Conditioned media from BMMCs and RBL-2H3 cells were collected after treatment with TGF-β or TNF. Each aliquot was centrifuged for 10 min at 360× g at 4 °C to discard cells, and then, the samples were used to evaluate CCL-2 or TNF protein levels. In some cases, prior to TGF-β treatment, cells were pre-treated for 30 min with different inhibitors, such as 2 μg/mL ActD (RNA pol II inhibitor), 10 μg/mL CHX (protein synthesis inhibitor), 10 μM SB431542 (ALK5 inhibitor), 10 µM Y27632 (ROCK inhibitor), 3 nM Wortmannin (PI3K inhibitor), 10 μM U0126 (MEK inhibitor), 10 μM FR180204 (ERK1/2 inhibitor), 10 μM SB202190 (p38 inhibitor), 10 µM SP600125 (JNK inhibitor), or 1 μM LatB (actin cytoskeleton disrupter), whereas cells were pre-incubated for 3 h with 50 μM TAPI-1 (TACE inhibitor) before treatment for 1 h with 100 pM TGF-β. In some experiments, before cells were treated for 1 h with 3 ng/mL TNF or 100 pM TGF-β, they were pre-treated for 30 min with 0.1 µg/mL Etanercept that acts as a TNF antagonist [43]. Secreted CCL-2 or TNF levels were quantified using cytokine-specific ELISA kits (900-K126) and (900-K54), respectively, and following the manufacturer’s instructions. ELISA kits were obtained from PeproTech/ThermoFisher Scientific (Rocky Hill, NJ, USA).

4.4. Immunofluorescence

Adherent RBL-2H3 cells were grown on 12 mm glass coverslips. After treatment, cells were fixed for 20 min with 4% paraformaldehyde in PBS at room temperature (RT) and washed with PBS. Then, cells were incubated for 10 min with 50 mM NH4Cl at RT and washed again with PBS. Non-specific binding was blocked with the blocking solution (3% bovine serum albumin, 5% donkey serum, and 0.01% Tween-20 in PBS). Primary and secondary antibodies were diluted in blocking solution. Cells were incubated overnight at 4 °C with primary antibody anti-TNF (1:100), with FITC-conjugated phalloidin (1:250) or with Alexa-Fluor 594 conjugated Dnase I (1:500). Next, nuclei were stained for 5 min with DAPI at RT. Cell images were acquired using a confocal microscope (Carl-Zeiss LSM-800, Oberkochen, Germany), and Zen lite V 2.4 software was used for image acquisition. Images were analyzed with the ImageJ software (2.0.0-rc-44).

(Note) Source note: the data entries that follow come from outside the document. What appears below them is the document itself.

//! REST client for the chat server API.

use crate::client::config::ClientConfig;
use crate::client::utils::{endpoint, endpoint_with_id, parse_base_url, resolve_file_url};
use crate::error::{Result, SyncError};
use crate::protocol::constants::{paths, upload, STATUS_NOT_FOUND};
use crate::protocol::{decode_response, WireRecord};
use crate::traits::{ChatApi, SendReceipt};
use crate::types::{ApiResponse, Chat, CreateChatRequest, FileInfo, Message};
use async_trait::async_trait;
use bytes::Bytes;
use reqwest::multipart::{Form, Part};
use reqwest::{Client, Method, RequestBuilder};
use serde_json::Value;
use std::sync::Arc;
use tracing::{debug, warn};
use url::Url;

/// reqwest-backed implementation of [`ChatApi`].
#[derive(Clone)]
pub struct RestClient {
    http: Client,
    base: Url,
    config: Arc<ClientConfig>,
}

/// Raw outcome of one request.
struct RawResponse {
    status: u16,
    body: Bytes,
}

impl RawResponse {
    fn is_success(&self) -> bool {
        (200..300).contains(&self.status)
    }
}

impl RestClient {
    pub fn new() -> Result<Self> {
        Self::with_config(ClientConfig::default())
    }

    pub fn with_config(config: ClientConfig) -> Result<Self> {
        let http = Client::builder()
            .timeout(config.request_timeout())
            .connect_timeout(config.connect_timeout())
            .user_agent(config.user_agent.clone())
            .build()
            .map_err(|e| SyncError::Config(e.to_string()))?;
        Self::with_client(http, config)
    }

    pub fn with_client(http: Client, config: ClientConfig) -> Result<Self> {
        let base = parse_base_url(&config.base_url)?;
        Ok(RestClient {
            http,
            base,
            config: Arc::new(config),
        })
    }

    pub fn config(&self) -> &ClientConfig {
        &self.config
    }

    pub fn base_url(&self) -> &Url {
        &self.base
    }

    async fn execute(
        &self,
        method: Method,
        url: Url,
        build: impl FnOnce(RequestBuilder) -> RequestBuilder,
    ) -> Result<RawResponse> {
        debug!("[REST-Out] {} {}", method, url);
        let request = build(self.http.request(method.clone(), url.clone()));
        let response = request.send().await.map_err(|e| {
            warn!("[REST] {} {} failed: {}", method, url, e);
            SyncError::Network(e.to_string())
        })?;

        let status = response.status().as_u16();
        let body = response
            .bytes()
            .await
            .map_err(|e| SyncError::Network(e.to_string()))?;
        debug!("[REST-In] {} {} -> {} ({} bytes)", method, url, status, body.len());
        Ok(RawResponse { status, body })
    }

    /// Map status and body onto the response envelope.
    fn interpret<T: WireRecord>(raw: RawResponse, what: &str) -> Result<ApiResponse<T>> {
        if raw.status == STATUS_NOT_FOUND {
            return Err(SyncError::NotFound(what.to_string()));
        }

        if raw.is_success() {
            return Ok(decode_response::<T>(&raw.body)?);
        }

        // Error statuses may still carry a failure envelope with a message.
        match decode_response::<Value>(&raw.body) {
            Ok(envelope) if !envelope.success => Err(SyncError::Server(
                envelope
                    .error
                    .unwrap_or_else(|| format!("HTTP {} for {}", raw.status, what)),
            )),
            _ => Err(SyncError::Server(format!(
                "HTTP {} for {}: {}",
                raw.status,
                what,
                String::from_utf8_lossy(&raw.body)
            ))),
        }
    }

    async fn fetch_messages(&self, url: Url, what: &str) -> Result<Vec<Message>> {
        let raw = self.execute(Method::GET, url, |r| r).await?;
        Self::interpret::<Vec<Message>>(raw, what)?.into_data("Vec<Message>")
    }
}

/// Multipart body for `POST /files`: one `file` part, octet-stream.
pub fn upload_form(data: Bytes, filename: &str) -> Result<Form> {
    let part = Part::bytes(data.to_vec())
        .file_name(filename.to_string())
        .mime_str(upload::PART_CONTENT_TYPE)
        .map_err(|e| SyncError::Config(e.to_string()))?;
    Ok(Form::new().part(upload::PART_NAME, part))
}

#[async_trait]
impl ChatApi for RestClient {
    async fn list_messages(&self) -> Result<Vec<Message>> {
        let url = endpoint(&self.base, &[paths::MESSAGES])?;
        self.fetch_messages(url, "messages").await
    }

    async fn list_messages_between(&self, user_a: &str, user_b: &str) -> Result<Vec<Message>> {
        let mut url = endpoint(&self.base, &[paths::MESSAGES_BETWEEN])?;
        url.path_segments_mut()
            .map_err(|_| SyncError::Config(format!("{} cannot be a base URL", self.base)))?
            .push(user_a)
            .push(user_b);
        self.fetch_messages(url, &format!("messages between {} and {}", user_a, user_b))
            .await
    }

    async fn send_message(&self, message: &Message) -> Result<SendReceipt> {
        let url = endpoint(&self.base, &[paths::MESSAGES])?;
        let raw = self
            .execute(Method::POST, url, |r| r.json(message))
            .await?;
        if raw.is_success() && raw.body.iter().all(u8::is_ascii_whitespace) {
            return Ok(SendReceipt::default());
        }
        let echoed = Self::interpret::<Message>(raw, "message")?.into_optional()?;
        Ok(SendReceipt { message: echoed })
    }

    async fn delete_message(&self, id: &str) -> Result<()> {
        let url = endpoint_with_id(&self.base, paths::MESSAGES, id)?;
        let raw = self.execute(Method::DELETE, url, |r| r).await?;
        if raw.is_success() && raw.body.iter().all(u8::is_ascii_whitespace) {
            return Ok(());
        }
        Self::interpret::<Value>(raw, &format!("message {}", id))?.into_optional()?;
        Ok(())
    }

    async fn upload_file(&self, data: Bytes, filename: &str) -> Result<FileInfo> {
        let url = endpoint(&self.base, &[paths::FILES])?;
        let form = upload_form(data, filename)?;
        let raw = self
            .execute(Method::POST, url, |r| r.multipart(form))
            .await?;
        Self::interpret::<FileInfo>(raw, "file upload")?.into_data("FileInfo")
    }

    async fn create_chat(&self, name: &str, members: &[String]) -> Result<Chat> {
        let url = endpoint(&self.base, &[paths::CHATS])?;
        let request = CreateChatRequest {
            name: name.to_string(),
            members: members.to_vec(),
        };
        let raw = self
            .execute(Method::POST, url, |r| r.json(&request))
            .await?;
        Self::interpret::<Chat>(raw, "chat")?.into_data("Chat")
    }

    async fn download_file(&self, file: &FileInfo) -> Result<Bytes> {
        let url = resolve_file_url(&self.base, file.file_url())?;
        let raw = self.execute(Method::GET, url, |r| r).await?;
        if raw.status == STATUS_NOT_FOUND {
            return Err(SyncError::NotFound(format!("file {}", file.id())));
        }
        if !raw.is_success() {
            return Err(SyncError::Server(format!(
                "HTTP {} downloading {}",
                raw.status,
                file.file_name()
            )));
        }
        Ok(raw.body)
    }
}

4.5. F-Actin/G-Actin Separation

Total F-actin and G-actin fractions were obtained following a modified version of a protocol previously described [71]. Briefly, treated cells were washed once with PBS before cell lysis for 10 min at 37 °C with actin stabilization buffer (50 mM PIPES pH 6.9, 50 mM NaCl, 5 mM MgCl2, 5 mM EGTA, 2 mM ATP, 5% glycerol, 0.1% Nonidet P-40, 0.1% Triton X-100, 0.1% Tween 20, 0.1% β-mercaptoethanol) and protease and phosphatase inhibitors (1 mM PMSF, 1 µg/mL leupeptin, 1 µg/mL pepstatin, and 1 mM sodium orthovanadate). Cells were collected into microtubes and centrifuged for 3 min at 300× g at RT to remove insoluble particles. Protein concentration was determined using the Bio-Rad protein assay. Samples with equivalent protein concentration from each cell lysate were centrifuged for 75 min at 16,000× g at 4 °C. Supernatant containing G-actin was recovered, and the pellet containing F-actin was incubated with 1 μM Lat B in cold distilled water and kept on ice for 45 min to dissolve F-actin. G-actin and F-actin fractions were separated on 12% SDS-PAGE gels and then analyzed by WB. LatB interacts with G-actin in a 1:1 ratio to inhibit F-actin polymerization in vitro (IC50 = ~100 nM) [72].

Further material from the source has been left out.